Nice gag. But it's in the follow-up spot that this concept hit its stride: We see two cavemen being treated to an elegant dinner, at which Geico hopes to make amends for the previous slur. When the waiter asks for orders, the first caveman requests "the roast duck with the mango salsa." The second caveman folds his menu shut. "I don't have much of an appetite, thank you," he hisses, glaring at the squirming Geico apologist.
Two comedic elements here: 1) the lighthearted satire of interest-group pique, 2) Neanderthals as urbane sophisticates. An amusing dual premise, but the elevating genius is completely in the details. (That startling entree choice. The stylish sunglasses perched on the caveman's too-prominent brow. The stone-faced seething of the hunger-striker.)

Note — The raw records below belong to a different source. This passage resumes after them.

//! Batch conversion of every matching file in the input directory.

use std::fs;
use std::path::{Path, PathBuf};

use circle_data::{Dialect, Mode, parse_file};
use color_eyre::eyre::{Result, WrapErr, bail, eyre};

use crate::settings::Settings;

#[derive(Debug, Default, PartialEq, Eq)]
pub struct Summary {
    pub converted: usize,
    pub failed: usize,
}

/// Convert every file matching the settings' pattern. A file that fails is
/// reported and skipped; the run fails afterwards if any file did.
pub fn convert_all(settings: &Settings) -> Result<Summary> {
    let files = matching_files(&settings.from, settings.pattern())?;
    if files.is_empty() {
        log::warn!(
            "no files match {} in {}",
            settings.pattern(),
            settings.from.display()
        );
    }
    fs::create_dir_all(&settings.to)
        .wrap_err_with(|| format!("creating {}", settings.to.display()))?;

    let mode = settings.mode.into();
    let dialect = settings.dialect();
    let mut summary = Summary::default();
    for path in &files {
        match convert_file(path, &settings.to, mode, &dialect) {
            Ok(out) => {
                log::debug!("wrote {}", out.display());
                summary.converted += 1;
            }
            Err(err) => {
                log::error!("{err:#}");
                summary.failed += 1;
            }
        }
    }

    if summary.failed > 0 {
        bail!(
            "{} of {} files failed to convert",
            summary.failed,
            files.len()
        );
    }
    Ok(summary)
}

fn matching_files(dir: &Path, pattern: &str) -> Result<Vec<PathBuf>> {
    let full = dir.join(pattern);
    let full = full
        .to_str()
        .ok_or_else(|| eyre!("path is not valid UTF-8: {}", full.display()))?;
    let mut files = glob::glob(full)
        .wrap_err_with(|| format!("bad file pattern {pattern:?}"))?
        .collect::<Result<Vec<_>, _>>()?;
    files.retain(|path| path.is_file());
    files.sort();
    Ok(files)
}

/// Parse one file and write `<to>/<stem>.json`, returning the output path.
fn convert_file(path: &Path, to: &Path, mode: Mode, dialect: &Dialect) -> Result<PathBuf> {
    let records = parse_file(path, mode, dialect)?;
    let stem = path
        .file_stem()
        .ok_or_else(|| eyre!("no file name in {}", path.display()))?;
    let out = to.join(format!("{}.json", stem.to_string_lossy()));
    let json = serde_json::to_string_pretty(&records)?;
    fs::write(&out, json).wrap_err_with(|| format!("writing {}", out.display()))?;
    Ok(out)
}

#[cfg(test)]
mod tests {
    use super::*;
    use crate::settings::{Format, Mode as SettingsMode};
    use pretty_assertions::assert_eq;

    const WORLD: &str = "#3001\nThe Temple~\nA temple.\n~\n30 8 0\n0d0+0 0 0\nD0\n~\n~\n0 -1 3054\nS\n$\n";
    const ZONE: &str = "#30\nMidgaard~\n3000 3099 15 2 0\nM 0 3000 1 3033\nS\n$\n";

    fn settings(from: &Path, to: &Path, mode: SettingsMode) -> Settings {
        Settings {
            from: from.to_path_buf(),
            to: to.to_path_buf(),
            pattern: None,
            mode,
            format: Format::Modern,
            log_level: "info".into(),
        }
    }

    #[test]
    fn writes_one_json_file_per_input() {
        let input = tempfile::tempdir().unwrap();
        let output = tempfile::tempdir().unwrap();
        fs::write(input.path().join("30.wld"), WORLD).unwrap();
        fs::write(input.path().join("31.wld"), "$\n").unwrap();
        fs::write(input.path().join("30.zon"), ZONE).unwrap();
        let to = output.path().join("json");

        let summary = convert_all(&settings(input.path(), &to, SettingsMode::Rooms)).unwrap();
        assert_eq!(
            summary,
            Summary {
                converted: 2,
                failed: 0
            }
        );

        let json: serde_json::Value =
            serde_json::from_str(&fs::read_to_string(to.join("30.json")).unwrap()).unwrap();
        assert_eq!(json["rooms"][0]["number"], 3001);
        assert_eq!(json["rooms"][0]["zone"], 30);
        assert_eq!(json["rooms"][0]["flags"], serde_json::json!(["INDOORS"]));
        assert_eq!(json["rooms"][0]["sector"], "INSIDE");
        assert_eq!(json["rooms"][0]["exits"][0]["direction"], "North");
        assert_eq!(json["rooms"][0]["exits"][0]["destination"], 3054);

        let empty: serde_json::Value =
            serde_json::from_str(&fs::read_to_string(to.join("31.json")).unwrap()).unwrap();
        assert_eq!(empty, serde_json::json!({ "rooms": [] }));
    }

    #[test]
    fn zones_mode_picks_zone_files() {
        let input = tempfile::tempdir().unwrap();
        let output = tempfile::tempdir().unwrap();
        fs::write(input.path().join("30.wld"), WORLD).unwrap();
        fs::write(input.path().join("30.zon"), ZONE).unwrap();

        let summary =
            convert_all(&settings(input.path(), output.path(), SettingsMode::Zones)).unwrap();
        assert_eq!(summary.converted, 1);
        let json: serde_json::Value =
            serde_json::from_str(&fs::read_to_string(output.path().join("30.json")).unwrap())
                .unwrap();
        assert_eq!(json["zones"][0]["name"], "Midgaard");
    }

    #[test]
    fn failing_file_is_skipped_and_counted() {
        let input = tempfile::tempdir().unwrap();
        let output = tempfile::tempdir().unwrap();
        fs::write(input.path().join("30.wld"), WORLD).unwrap();
        fs::write(input.path().join("40.wld"), "#4000\nBroken~\n").unwrap();

        let err = convert_all(&settings(input.path(), output.path(), SettingsMode::Rooms))
            .unwrap_err();
        assert_eq!(err.to_string(), "1 of 2 files failed to convert");
        assert!(output.path().join("30.json").is_file());
        assert!(!output.path().join("40.json").exists());
    }

    #[test]
    fn no_matching_files() {
        let input = tempfile::tempdir().unwrap();
        let output = tempfile::tempdir().unwrap();
        let summary =
            convert_all(&settings(input.path(), output.path(), SettingsMode::Mobs)).unwrap();
        assert_eq!(summary, Summary::default());
    }
}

Geico's ad budget is massive, and it funds multiple campaigns aimed at pretty much anyone who drives (meaning every sector, age 16 and up, of the American populace). Some of Geico's ads feature broad humor, appealing to large swaths of the viewing audience. But the cavemen spots felt a little sharper. Full of offbeat surprises.
When the cavemen reappeared for a second round of ads in 2006, the wry nuances became even more refined. In one dialogue-free spot, we see a caveman riding an airport people-mover. He glides past a Geico billboard with the "So easy a caveman could do it" slogan, and he sighs in disgust. This surface joke is fine. But what I adore here is the sparkling precision of the art direction. The soundtrack is bouncy synth-pop from the little-known indie band Röyksopp. The caveman (en route to or from a vacation) totes a wooden tennis racket in a canvas shoulder bag. The implication of these careful cultural signifiers: The caveman has grasped not just literacy and reason but also the affectations of the modern hipster aesthete. (That knowingly antiquated racket might easily have been stolen from a Wes Anderson set.)

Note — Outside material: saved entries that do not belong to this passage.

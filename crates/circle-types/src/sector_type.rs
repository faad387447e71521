use serde::Serialize;
use strum::{EnumCount, EnumIter, FromRepr, IntoStaticStr};

/// Room sector types from `structs.h` (SECT_* constants).
///
/// Codes 0-9 are the original table. Newer world files extend it with
/// `Desert`, `Swamp` and `Road`.
#[derive(
    Debug, Clone, Copy, PartialEq, Eq, Hash, Serialize, EnumIter, EnumCount, FromRepr, IntoStaticStr,
)]
#[repr(u8)]
#[serde(rename_all = "SCREAMING_SNAKE_CASE")]
#[strum(serialize_all = "SCREAMING_SNAKE_CASE")]
pub enum SectorType {
    Inside = 0,
    City = 1,
    Field = 2,
    Forest = 3,
    Hills = 4,
    Mountain = 5,
    WaterSwim = 6,
    WaterNoswim = 7,
    Underwater = 8,
    Flying = 9,
    Desert = 10,
    Swamp = 11,
    Road = 12,
}

impl SectorType {
    /// Number of sector codes known to pre-extension world files.
    pub const LEGACY_COUNT: u8 = 10;

    /// Whether this sector exists in the pre-extension table.
    pub const fn is_legacy(self) -> bool {
        (self as u8) < Self::LEGACY_COUNT
    }
}

#[cfg(test)]
mod tests {
    use super::*;
    use strum::IntoEnumIterator;

    #[test]
    fn count() {
        assert_eq!(SectorType::COUNT, 13);
    }

    #[test]
    fn discriminants() {
        assert_eq!(SectorType::Inside as u8, 0);
        assert_eq!(SectorType::WaterNoswim as u8, 7);
        assert_eq!(SectorType::Flying as u8, 9);
        assert_eq!(SectorType::Road as u8, 12);
    }

    #[test]
    fn names() {
        let name: &'static str = SectorType::WaterSwim.into();
        assert_eq!(name, "WATER_SWIM");
        let name: &'static str = SectorType::Inside.into();
        assert_eq!(name, "INSIDE");
    }

    #[test]
    fn legacy_subset() {
        assert_eq!(
            SectorType::iter().filter(|s| s.is_legacy()).count(),
            SectorType::LEGACY_COUNT as usize
        );
        assert!(!SectorType::Desert.is_legacy());
    }

    #[test]
    fn round_trip() {
        for s in SectorType::iter() {
            assert_eq!(SectorType::from_repr(s as u8), Some(s));
        }
    }
}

At the campaign's ancillary Web site, CavemensCrib.com (it lets you poke around their apartment), we learn that the cavemen are into (among other things): blogging, Tolstoy, yoga, smoked Hungarian paprikash, and Paddy Chayefsky movies. They have poetry magnets on their fridge … in Esperanto.
The ad folks are clearly having a blast curating the cavemen's highbrow lifestyle. But the joke, unlike the cavemen, is not evolving. We get it: Cavemen are historically portrayed as brutish oafs, not au courant intellectuals. This limited approach is no problem (in fact, it's a plus) in a 30-second ad. But can it sustain multiple episodes of a TV show?
First, let's remind ourselves that super-high-concept sitcoms are nothing new. Third Rock From the Sun = "We're aliens and we can't tell anyone." Small Wonder = "Our daughter is a robot." These shows achieved relative success, so who's to say "We're cultivated cavemen" can't do the same?
There's even precedent for advertising icons succeeding on other platforms. The news stories about the cavemen's pilot all mention Baby Bob—the one-time dot-com spokesbaby who later had his own sitcom (and later still got back into ads). A friend also reminded me that Ernest, Jim Varney's redneck caricature ("KnowhutImean, Vern?") began as a pitchman before landing a kids' TV show (and then a string of hallucinogenically plotted films—see e.g., 1997's Ernest Goes to Africa).